SMHI maintains large volumes of meteorological, hydrological and oceanographic data (MHO data) in many separate databases. Each database contains different data from different time periods in different formats. A major problem is to locate relevant databases, understand how to access them, and how to correctly interpret the data. Most of the database systems provide metadata(*) but we lack a central tool that can search across all available information resources.
As a first step towards a central metadata tool, SMHI adopted the FGDC standard (Federal Geographic Data Committee **) for electronic documentation of our MHO databases. However, collecting, formatting, and entering metadata is tedious work. The next step is to develop harvesting agents that automatically collect metadata from the separate database systems and organise the metadata according to the FGDCs XML-based metadata model . The XML-data needs to be organised and stored in an efficient manner. Finally, users should be able to search the harvested metadata using an intuitive but flexible GUI.

Project Proposal: Metadata-harvesting agents for weather databases at SMHI

The proposed Master Thesis is to investigate techniques for real-time harvesting of metadata from heterogeneous infomation resources including relations database systems, XML-documents, dedicated file-servers, etc.
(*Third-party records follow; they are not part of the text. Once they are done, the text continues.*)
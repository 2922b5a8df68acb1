#![cfg_attr(coverage_nightly, feature(coverage_attribute))]
//! `ModKit` entity/DTO mapping and query-projection engine.
//!
//! Destination shapes are filled by convention: a destination field receives the
//! same-named entity field when the types are assignable. Narrow exceptions are
//! registered as profiles, typed transforms whose bodies are spliced into the
//! projection tree. Because a projection is an analyzable `Expr` tree rather than
//! an opaque closure, the same projection can run in-process (compiled and
//! cached) or be pushed down to the database as a `SELECT` list.
//!
//! # Features
//! - `sea-orm` (default): `push_down` adapter producing `sea_orm::Select`
//!
//! # Example
//! ```rust,ignore
//! use modkit_mapper::prelude::*;
//! use rust_decimal::Decimal;
//!
//! #[derive(Default, Shape)]
//! struct Product { id: i64, name: String, score: Decimal }
//!
//! #[derive(Default, Shape)]
//! struct ProductScore { id: i64, score: i64 }
//!
//! let mut mapper = Mapper::<Product>::default();
//! mapper.register_profile(
//!     "score",
//!     Transform::new::<Decimal, i64>(Expr::param().round().to_i64()),
//! )?;
//! let view: ProductScore = mapper.project_now(&product);
//! ```

// lets `#[derive(Shape)]` output resolve `::modkit_mapper` inside this crate
extern crate self as modkit_mapper;

pub mod ast;
pub mod cache;
pub mod config;
pub mod contract;
pub mod errors;
pub mod mapper;
pub mod profile;
pub mod projection;
#[cfg(feature = "sea-orm")]
pub mod push_down;
pub mod shape;
pub mod value;

pub use ast::{Expr, Func, Path};
pub use cache::{CacheStats, CompiledProjection, ProjectionCache, ProjectionKey};
pub use config::{CacheConfig, MapperConfig, UnboundPolicy};
pub use contract::{
    ContractHandle, MappingContract, MappingContractExt, RelationAwareMapping,
    RelationAwareMappingExt,
};
pub use errors::{ConfigError, MapperError, NarrowError, ProfileError};
pub use mapper::{ConventionMapper, Mapper};
pub use profile::{ProfileKey, ProfileRegistry, Selector, Transform};
pub use projection::{Binding, BindingKind, Projection, Resolution, UnboundField, UnboundReason, resolve};
pub use shape::{FieldDescriptor, Shape};
pub use value::{FieldKind, FieldType, FromValue, IntoValue, Value, ValueType};

/// Derive macro for `Shape`.
pub use modkit_mapper_macros::Shape;

pub mod prelude {
    pub use crate::ast::Expr;
    pub use crate::contract::{
        ContractHandle, MappingContract, MappingContractExt, RelationAwareMapping,
        RelationAwareMappingExt,
    };
    pub use crate::mapper::Mapper;
    pub use crate::profile::Transform;
    pub use crate::Shape;
}
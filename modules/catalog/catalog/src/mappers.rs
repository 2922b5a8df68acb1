//! Mapper wiring for the catalog module.

use std::sync::Arc;

use anyhow::Context;
use catalog_sdk::{CategoryDto, ProductDto};
use figment::Figment;
use modkit_mapper::push_down::{PushDownResult, select_projection};
use modkit_mapper::{ContractHandle, Expr, Mapper, MapperError, Shape, Transform};
use rust_decimal::Decimal;
use sea_orm::Select;

use crate::config::{CatalogConfig, ScoreRounding};
use crate::domain::{Category, Product};
use crate::infra::mapper::{ProductMapper, category_handle};
use crate::infra::storage::entity::product;

fn score_transform(rounding: ScoreRounding) -> Transform {
    let param = Expr::param();
    let whole = match rounding {
        ScoreRounding::Round => param.round(),
        ScoreRounding::Floor => param.floor(),
        ScoreRounding::Ceil => param.ceil(),
    };
    Transform::new::<Decimal, i64>(whole.to_i64())
}

/// The catalog's mapping engines and contract handles, built once at startup.
#[derive(Debug, Clone)]
pub struct CatalogMappers {
    product_engine: Arc<Mapper<Product>>,
    category_engine: Arc<Mapper<Category>>,
    products: ContractHandle<Product, ProductDto>,
    categories: ContractHandle<Category, CategoryDto>,
}

impl CatalogMappers {
    /// Register the catalog profiles and build the contract handles.
    ///
    /// # Errors
    /// Returns `MapperError::Configuration` if a profile does not fit the
    /// product shape.
    pub fn new(config: &CatalogConfig) -> Result<Self, MapperError> {
        let mut product_engine = Mapper::<Product>::new(config.mapper.clone());
        product_engine.register_profile("score", score_transform(config.score_rounding))?;
        product_engine.register_profile(
            "price",
            Transform::new::<Decimal, f64>(Expr::param().to_f64()),
        )?;
        let product_engine = Arc::new(product_engine);
        let category_engine = Arc::new(Mapper::<Category>::new(config.mapper.clone()));

        let products = Arc::new(ProductMapper::new(Arc::clone(&product_engine))).handle();
        let categories = category_handle(&category_engine);

        tracing::info!(
            profiles = product_engine.profiles().len(),
            score_rounding = ?config.score_rounding,
            "catalog mappers ready"
        );

        Ok(Self {
            product_engine,
            category_engine,
            products,
            categories,
        })
    }

    /// Load `CatalogConfig` from `figment` and build the mappers.
    ///
    /// # Errors
    /// Fails when the `catalog` section is invalid or a profile is rejected.
    pub fn from_figment(figment: &Figment) -> anyhow::Result<Self> {
        let config = CatalogConfig::from_figment(figment).context("loading catalog config")?;
        Self::new(&config).context("registering catalog mapping profiles")
    }

    #[must_use]
    pub fn products(&self) -> &ContractHandle<Product, ProductDto> {
        &self.products
    }

    #[must_use]
    pub fn categories(&self) -> &ContractHandle<Category, CategoryDto> {
        &self.categories
    }

    /// Shared convention engine for product list views.
    #[must_use]
    pub fn product_engine(&self) -> &Arc<Mapper<Product>> {
        &self.product_engine
    }

    #[must_use]
    pub fn category_engine(&self) -> &Arc<Mapper<Category>> {
        &self.category_engine
    }

    /// Project one product into a list view such as `ProductSummary`.
    #[must_use]
    pub fn product_view<D: Shape>(&self, product: &Product) -> D {
        self.product_engine.project_now(product)
    }

    /// `SELECT` over the product table producing the columns of view `D`.
    ///
    /// # Errors
    /// Returns `PushDownError` when a binding does not map to a product column.
    pub fn product_view_query<D: Shape>(&self) -> PushDownResult<Select<product::Entity>> {
        select_projection::<product::Entity>(&self.product_engine.build_projection::<D>())
    }
}
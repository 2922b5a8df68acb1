//! Aggregate mappers between catalog entities and external shapes.
//!
//! Scalar fields go through the shared convention engine; relation collections
//! are handled here because they change structure between the two sides: join
//! rows on the entity, flat `IdName` lists on the external shape.

use std::sync::Arc;

use catalog_sdk::{CategoryDto, IdName, ProductDto};
use modkit_mapper::{
    ContractHandle, ConventionMapper, Mapper, MappingContract, RelationAwareMapping,
};

use crate::domain::{Category, Product, ProductCategory, ProductTag};

/// Hand-written mapper for the product aggregate.
#[derive(Debug, Clone)]
pub struct ProductMapper {
    scalars: Arc<Mapper<Product>>,
}

impl ProductMapper {
    #[must_use]
    pub fn new(scalars: Arc<Mapper<Product>>) -> Self {
        Self { scalars }
    }

    /// Contract handle advertising the `RelationAwareMapping` capability.
    ///
    /// Use this instead of `ContractHandle::from_arc`, which registers the
    /// base contract only.
    #[must_use]
    pub fn handle(self: Arc<Self>) -> ContractHandle<Product, ProductDto> {
        ContractHandle::from_arc(Arc::clone(&self))
            .with_capability::<dyn RelationAwareMapping<Product, ProductDto>>(self)
    }
}

impl MappingContract<Product, ProductDto> for ProductMapper {
    fn map_to_destination(&self, entity: &Product) -> ProductDto {
        let mut dto: ProductDto = self.scalars.project_now(entity);
        dto.categories = entity
            .categories
            .iter()
            .map(|link| IdName {
                id: link.category_id,
                name: link
                    .category
                    .as_ref()
                    .map(|c| c.name.clone())
                    .unwrap_or_default(),
            })
            .collect();
        dto.tags = entity
            .tags
            .iter()
            .map(|link| IdName {
                id: link.tag_id,
                name: link.tag.as_ref().map(|t| t.name.clone()).unwrap_or_default(),
            })
            .collect();
        dto
    }

    fn map_to_entity(&self, destination: &ProductDto) -> Product {
        self.map_to_entity_with(destination, true)
    }
}

impl RelationAwareMapping<Product, ProductDto> for ProductMapper {
    fn map_to_entity_with(&self, destination: &ProductDto, include_relations: bool) -> Product {
        let mut product = self.scalars.map_to_entity(destination);
        if !include_relations {
            return product;
        }
        // join rows carry ids only; related records are resolved by storage
        product.categories = destination
            .categories
            .iter()
            .map(|c| ProductCategory {
                product_id: product.id,
                category_id: c.id,
                category: None,
            })
            .collect();
        product.tags = destination
            .tags
            .iter()
            .map(|t| ProductTag {
                product_id: product.id,
                tag_id: t.id,
                tag: None,
            })
            .collect();
        product
    }
}

/// Categories have no relations to reconcile: pure convention.
pub type CategoryMapper = ConventionMapper<Category, CategoryDto>;

/// Base-contract-only handle for categories.
#[must_use]
pub fn category_handle(engine: &Arc<Mapper<Category>>) -> ContractHandle<Category, CategoryDto> {
    ContractHandle::new(engine.convention::<CategoryDto>())
}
The final report should include:
- description of criteria for a good metadata harvesting system
- analysis of known techniques for harvesting metadata (including agents, polling, active databases etc.).
- based on the criteria for a good harvester, recommend a suitable harvesting technique
- practical evaluation of the selected harvesting technique based on prototype implementation in Java or C++.
- discussion of appropriate solution

(*) Simply defined, metadata is data about data. Metadata describes the content, quality, conditions and other characteristics of information resources.
(**) Documentation of FGDC is available at http://www.fgdc.gov/

Applicants must speak fluent swedish since the work involves contacts SMHI-staff (system developers, information owners, system administrators, meteorologists, etc.).